# [Work instruction]
Go through the entries below and copy every line that holds the word "InMemoryVectorStore".
#### Dataset content
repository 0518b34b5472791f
pub mod hashing;
pub mod model;
pub mod openai;
pub mod voyage;
use crate::domain::error::DomainError;

#[derive(Debug, Clone, Copy, PartialEq, Eq)]
pub enum InputType {
    Document,
    Query,
}

/// Turns text into fixed-length vectors.
#[async_trait::async_trait]
pub trait EmbeddingProvider: Send + Sync {
    async fn embed(&self, texts: &[String], input_type: InputType) -> Result<Vec<Vec<f32>>, DomainError>;

    /// Declared vector length. Zero means the provider does not know in advance.
    fn dimension(&self) -> usize;

    fn name(&self) -> &str {
        "unknown"
    }
}

/// A local, synchronous embedding model that is not itself a provider.
/// Wrap it with `ModelEmbedder` to use it wherever a provider is expected.
pub trait EmbeddingModel: Send + Sync {
    fn encode(&self, text: &str) -> Result<Vec<f32>, String>;

    fn dimension(&self) -> usize;

    fn name(&self) -> &str {
        "local-model"
    }
}
use crate::domain::error::DomainError;
use crate::domain::ports::generation_port::{ChatMessage, GenerationProvider, GenerationRequest};
use reqwest::Client;
use serde::{Deserialize, Serialize};

/// Chat completions client. Any server speaking the OpenAI wire format works
/// when `base_url` points at it.
pub struct OpenAiGenerator {
    client: Client,
    api_key: String,
    model: String,
    base_url: String,
}

#[derive(Serialize)]
struct ChatRequest<'a> {
    model: &'a str,
    messages: &'a [ChatMessage],
    #[serde(skip_serializing_if = "Option::is_none")]
    temperature: Option<f32>,
    #[serde(skip_serializing_if = "Option::is_none")]
    max_tokens: Option<u32>,
}

#[derive(Deserialize)]
struct ChatResponse {
    choices: Vec<ChatChoice>,
}

#[derive(Deserialize)]
struct ChatChoice {
    message: ChatChoiceMessage,
}

#[derive(Deserialize)]
struct ChatChoiceMessage {
    content: Option<String>,
}

impl OpenAiGenerator {
    pub fn new(api_key: String, model: Option<String>, base_url: Option<String>) -> Self {
        Self {
            client: Client::new(),
            api_key,
            model: model.unwrap_or_else(|| "gpt-4o-mini".to_string()),
            base_url: base_url.unwrap_or_else(|| "https://api.openai.com".to_string()),
        }
    }
}

#[async_trait::async_trait]
impl GenerationProvider for OpenAiGenerator {
    async fn generate(&self, request: &GenerationRequest) -> Result<String, DomainError> {
        let url = format!("{}/v1/chat/completions", self.base_url.trim_end_matches('/'));

        let resp = self
            .client
            .post(&url)
            .bearer_auth(&self.api_key)
            .json(&ChatRequest {
                model: &self.model,
                messages: &request.messages,
                temperature: request.temperature,
                max_tokens: request.max_tokens,
            })
            .send()
            .await
            .map_err(|e| DomainError::Generation(format!("OpenAI API error: {e}")))?;

        if !resp.status().is_success() {
            let status = resp.status();
            let body = resp.text().await.unwrap_or_default();
            return Err(DomainError::Generation(format!("OpenAI API {status}: {body}")));
        }

        let result: ChatResponse = resp
            .json()
            .await
            .map_err(|e| DomainError::Parse(format!("Parse error: {e}")))?;

        result
            .choices
            .into_iter()
            .next()
            .and_then(|c| c.message.content)
            .ok_or_else(|| DomainError::Generation("OpenAI returned no completion".to_string()))
    }

    fn name(&self) -> &str {
        "openai"
    }
}

#[cfg(test)]
mod tests {
    use super::*;
    use crate::domain::ports::generation_port::ChatMessage;

    #[test]
    fn test_request_body_shape() {
        let messages = vec![ChatMessage::system("ctx"), ChatMessage::user("q")];
        let body = serde_json::to_value(ChatRequest {
            model: "gpt-4o-mini",
            messages: &messages,
            temperature: Some(0.7),
            max_tokens: None,
        })
        .unwrap();
        assert_eq!(body["messages"][0]["role"], "system");
        assert_eq!(body["messages"][1]["content"], "q");
        assert!(body.get("max_tokens").is_none());
    }

    #[test]
    fn test_response_parsing() {
        let raw = r#"{"choices":[{"message":{"role":"assistant","content":"hello"}}]}"#;
        let parsed: ChatResponse = serde_json::from_str(raw).unwrap();
        assert_eq!(parsed.choices[0].message.content.as_deref(), Some("hello"));
    }
}
pub mod application;
pub mod cli;
pub mod config;
pub mod domain;
pub mod infrastructure;

use crate::application::add_document::BulkDocument;
use crate::application::envelope::{AddResult, RagResult};
use crate::application::orchestrator::RetrievalOrchestrator;
use crate::config::RagConfig;
use crate::domain::entities::document::{Metadata, SearchHit};
use crate::domain::error::DomainError;
use crate::domain::ports::embedding_port::EmbeddingProvider;
use crate::domain::ports::generation_port::GenerationProvider;
use crate::domain::ports::vector_store::VectorStore;
use crate::infrastructure::memory::session_registry::SessionStoreRegistry;
use crate::infrastructure::memory::vector_store::InMemoryVectorStore;
use crate::infrastructure::providers::{EmbeddingSource, ProviderRegistry};
use std::sync::Arc;
use tracing::info;

/// Composition root: one session registry and one orchestrator sharing the
/// configured providers.
pub struct MemRag {
    config: RagConfig,
    registry: SessionStoreRegistry,
    orchestrator: RetrievalOrchestrator,
}

impl MemRag {
    /// Builds providers by name from the default `ProviderRegistry`.
    pub fn new(config: RagConfig) -> Result<Self, DomainError> {
        Self::with_registry(config, &ProviderRegistry::with_defaults())
    }

    pub fn with_registry(config: RagConfig, providers: &ProviderRegistry) -> Result<Self, DomainError> {
        config.validate()?;

        let embedder = providers.resolve_embedding(
            EmbeddingSource::Named(config.embedding_provider.clone()),
            &config.embedding_settings(),
        )?;
        let generator = config
            .generation_provider
            .as_deref()
            .map(|name| providers.resolve_generation(name, &config.generation_settings()))
            .transpose()?;

        info!(
            embedding = embedder.name(),
            dimensions = embedder.dimension(),
            generation = generator.as_ref().map(|g| g.name()).unwrap_or("disabled"),
            "providers resolved"
        );
        Self::with_providers(embedder, generator, config)
    }

    pub fn with_providers(
        embedder: Arc<dyn EmbeddingProvider>,
        generator: Option<Arc<dyn GenerationProvider>>,
        config: RagConfig,
    ) -> Result<Self, DomainError> {
        config.validate()?;
        Ok(Self {
            registry: SessionStoreRegistry::with_options(embedder, config.store_options()),
            orchestrator: RetrievalOrchestrator::new(generator, config.sampling()),
            config,
        })
    }

    pub fn config(&self) -> &RagConfig {
        &self.config
    }

    pub fn registry(&self) -> &SessionStoreRegistry {
        &self.registry
    }

    pub fn orchestrator(&self) -> &RetrievalOrchestrator {
        &self.orchestrator
    }

    // Delegating methods. `session` of `None` means the global store.
    pub async fn store(&self, session: Option<&str>) -> Arc<InMemoryVectorStore> {
        self.registry.get_store(session, None).await
    }

    /// Adds `content`, chunked by the configured chunk size when `chunked` is set.
    pub async fn add_document(
        &self,
        session: Option<&str>,
        content: &str,
        metadata: Metadata,
        chunked: bool,
    ) -> Result<AddResult, DomainError> {
        let store = self.store(session).await;
        let chunk_size = chunked.then_some(self.config.chunk_size);
        self.orchestrator
            .add_document(store.as_ref(), content, metadata, chunk_size)
            .await
    }

    pub async fn bulk_add_documents(
        &self,
        session: Option<&str>,
        documents: Vec<BulkDocument>,
    ) -> Result<AddResult, DomainError> {
        let store = self.store(session).await;
        self.orchestrator.bulk_add_documents(store.as_ref(), documents).await
    }

    /// Retrieval plus optional answer. `top_k` of `None` uses the configured default.
    pub async fn search(
        &self,
        session: Option<&str>,
        query: &str,
        top_k: Option<usize>,
        generate_answer: bool,
    ) -> Result<RagResult, DomainError> {
        let store = self.store(session).await;
        let top_k = top_k.unwrap_or(self.config.top_k);
        self.orchestrator
            .search(store.as_ref(), query, top_k, generate_answer)
            .await
    }

    /// Pure retrieval against the session store, no envelope.
    pub async fn retrieve(
        &self,
        session: Option<&str>,
        query: &str,
        top_k: Option<usize>,
    ) -> Result<Vec<SearchHit>, DomainError> {
        let store = self.store(session).await;
        store.search(query, top_k.unwrap_or(self.config.top_k)).await
    }

    pub async fn clear_session(&self, session: &str) -> bool {
        self.registry.clear_session(session).await
    }

    pub async fn clear_all_sessions(&self) {
        self.registry.clear_all_sessions().await
    }

    pub async fn session_count(&self) -> usize {
        self.registry.session_count().await
    }
}
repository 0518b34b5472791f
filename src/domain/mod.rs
pub mod entities;
pub mod error;
pub mod ports;
pub mod values;
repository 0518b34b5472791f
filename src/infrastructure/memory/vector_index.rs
use std::sync::Arc;

/// Insertion-ordered (id, embedding) pairs kept in two parallel vectors.
///
/// `ids[i]` owns `embeddings[i]`. Every mutation touches both vectors at the
/// same position so their lengths never drift apart.
#[derive(Debug, Default)]
pub struct VectorIndex {
    ids: Vec<String>,
    embeddings: Vec<Arc<[f32]>>,
}

impl VectorIndex {
    pub fn new() -> Self {
        Self::default()
    }

    pub fn push(&mut self, id: String, embedding: Arc<[f32]>) {
        self.ids.push(id);
        self.embeddings.push(embedding);
    }

    pub fn position(&self, id: &str) -> Option<usize> {
        self.ids.iter().position(|existing| existing == id)
    }

    /// Removes the slot holding `id`, shifting later entries down so
    /// insertion order is preserved.
    pub fn remove(&mut self, id: &str) -> Option<Arc<[f32]>> {
        let pos = self.position(id)?;
        self.ids.remove(pos);
        Some(self.embeddings.remove(pos))
    }

    pub fn clear(&mut self) {
        self.ids.clear();
        self.embeddings.clear();
    }

    pub fn len(&self) -> usize {
        self.ids.len()
    }

    pub fn is_empty(&self) -> bool {
        self.ids.is_empty()
    }

    /// Length of the embedding side; differs from `len()` only if the index is corrupt.
    pub fn embedding_count(&self) -> usize {
        self.embeddings.len()
    }

    pub fn iter(&self) -> impl Iterator<Item = (&str, &[f32])> {
        self.ids
            .iter()
            .map(String::as_str)
            .zip(self.embeddings.iter().map(|e| &e[..]))
    }
}

#[cfg(test)]
mod tests {
    use super::*;

    fn emb(values: &[f32]) -> Arc<[f32]> {
        values.to_vec().into()
    }

    #[test]
    fn test_push_keeps_lengths_in_step() {
        let mut index = VectorIndex::new();
        index.push("a".into(), emb(&[1.0, 0.0]));
        index.push("b".into(), emb(&[0.0, 1.0]));
        assert_eq!(index.len(), 2);
        assert_eq!(index.embedding_count(), 2);
    }

    #[test]
    fn test_remove_middle_preserves_order() {
        let mut index = VectorIndex::new();
        index.push("a".into(), emb(&[1.0]));
        index.push("b".into(), emb(&[2.0]));
        index.push("c".into(), emb(&[3.0]));

        let removed = index.remove("b").unwrap();
        assert_eq!(&removed[..], &[2.0]);

        let remaining: Vec<(&str, f32)> = index.iter().map(|(id, e)| (id, e[0])).collect();
        assert_eq!(remaining, vec![("a", 1.0), ("c", 3.0)]);
        assert_eq!(index.len(), index.embedding_count());
    }

    #[test]
    fn test_remove_unknown_is_none() {
        let mut index = VectorIndex::new();
        index.push("a".into(), emb(&[1.0]));
        assert!(index.remove("zzz").is_none());
        assert_eq!(index.len(), 1);
    }

    #[test]
    fn test_clear() {
        let mut index = VectorIndex::new();
        index.push("a".into(), emb(&[1.0]));
        index.clear();
        assert!(index.is_empty());
        assert_eq!(index.embedding_count(), 0);
    }
}
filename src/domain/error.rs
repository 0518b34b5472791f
use thiserror::Error;

#[derive(Debug, Error)]
pub enum DomainError {
    #[error("Invalid input: {0}")]
    InvalidInput(String),

    #[error("Embedding error: {0}")]
    Embedding(String),

    #[error("Generation error: {0}")]
    Generation(String),

    #[error("Parse error: {0}")]
    Parse(String),

    #[error("Configuration error: {0}")]
    Config(String),

    #[error("Store is full: maximum of {limit} documents reached")]
    CapacityExceeded { limit: usize },

    /// Document map and vector index disagree. Always a bug in the store.
    #[error("Internal invariant violated: {0}")]
    Invariant(String),
}

impl DomainError {
    /// Failures raised by an embedding or generation backend, as opposed to
    /// bad input or a broken store.
    pub fn is_capability_failure(&self) -> bool {
        matches!(
            self,
            DomainError::Embedding(_) | DomainError::Generation(_) | DomainError::Parse(_)
        )
    }
}
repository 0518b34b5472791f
pub mod embeddings;
pub mod generation;
pub mod memory;
pub mod providers;
use crate::domain::error::DomainError;
use crate::domain::ports::embedding_port::{EmbeddingProvider, InputType};
use reqwest::Client;
use serde::{Deserialize, Serialize};

const DEFAULT_BASE_URL: &str = "https://api.openai.com";

pub struct OpenAiEmbedder {
    client: Client,
    api_key: String,
    model: String,
    base_url: String,
}

#[derive(Serialize)]
struct OpenAiRequest {
    input: Vec<String>,
    model: String,
}

#[derive(Deserialize)]
struct OpenAiResponse {
    data: Vec<OpenAiEmbedding>,
}

#[derive(Deserialize)]
struct OpenAiEmbedding {
    embedding: Vec<f32>,
}

impl OpenAiEmbedder {
    pub fn new(api_key: String, model: Option<String>, base_url: Option<String>) -> Self {
        Self {
            client: Client::new(),
            api_key,
            model: model.unwrap_or_else(|| "text-embedding-3-small".to_string()),
            base_url: base_url.unwrap_or_else(|| DEFAULT_BASE_URL.to_string()),
        }
    }

    fn model_dimension(model: &str) -> usize {
        match model {
            "text-embedding-3-small" | "text-embedding-ada-002" => 1536,
            "text-embedding-3-large" => 3072,
            _ => 0,
        }
    }
}

#[async_trait::async_trait]
impl EmbeddingProvider for OpenAiEmbedder {
    async fn embed(&self, texts: &[String], _input_type: InputType) -> Result<Vec<Vec<f32>>, DomainError> {
        let url = format!("{}/v1/embeddings", self.base_url.trim_end_matches('/'));
        let resp = self
            .client
            .post(&url)
            .bearer_auth(&self.api_key)
            .json(&OpenAiRequest {
                input: texts.to_vec(),
                model: self.model.clone(),
            })
            .send()
            .await
            .map_err(|e| DomainError::Embedding(format!("OpenAI API error: {e}")))?;

        if !resp.status().is_success() {
            let status = resp.status();
            let body = resp.text().await.unwrap_or_default();
            return Err(DomainError::Embedding(format!("OpenAI API {status}: {body}")));
        }

        let result: OpenAiResponse = resp
            .json()
            .await
            .map_err(|e| DomainError::Parse(format!("Parse error: {e}")))?;
        Ok(result.data.into_iter().map(|d| d.embedding).collect())
    }

    fn dimension(&self) -> usize {
        Self::model_dimension(&self.model)
    }

    fn name(&self) -> &str {
        "openai"
    }
}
########
# [Output below]
use crate::infrastructure::memory::vector_store::InMemoryVectorStore;
    pub async fn store(&self, session: Option<&str>) -> Arc<InMemoryVectorStore> {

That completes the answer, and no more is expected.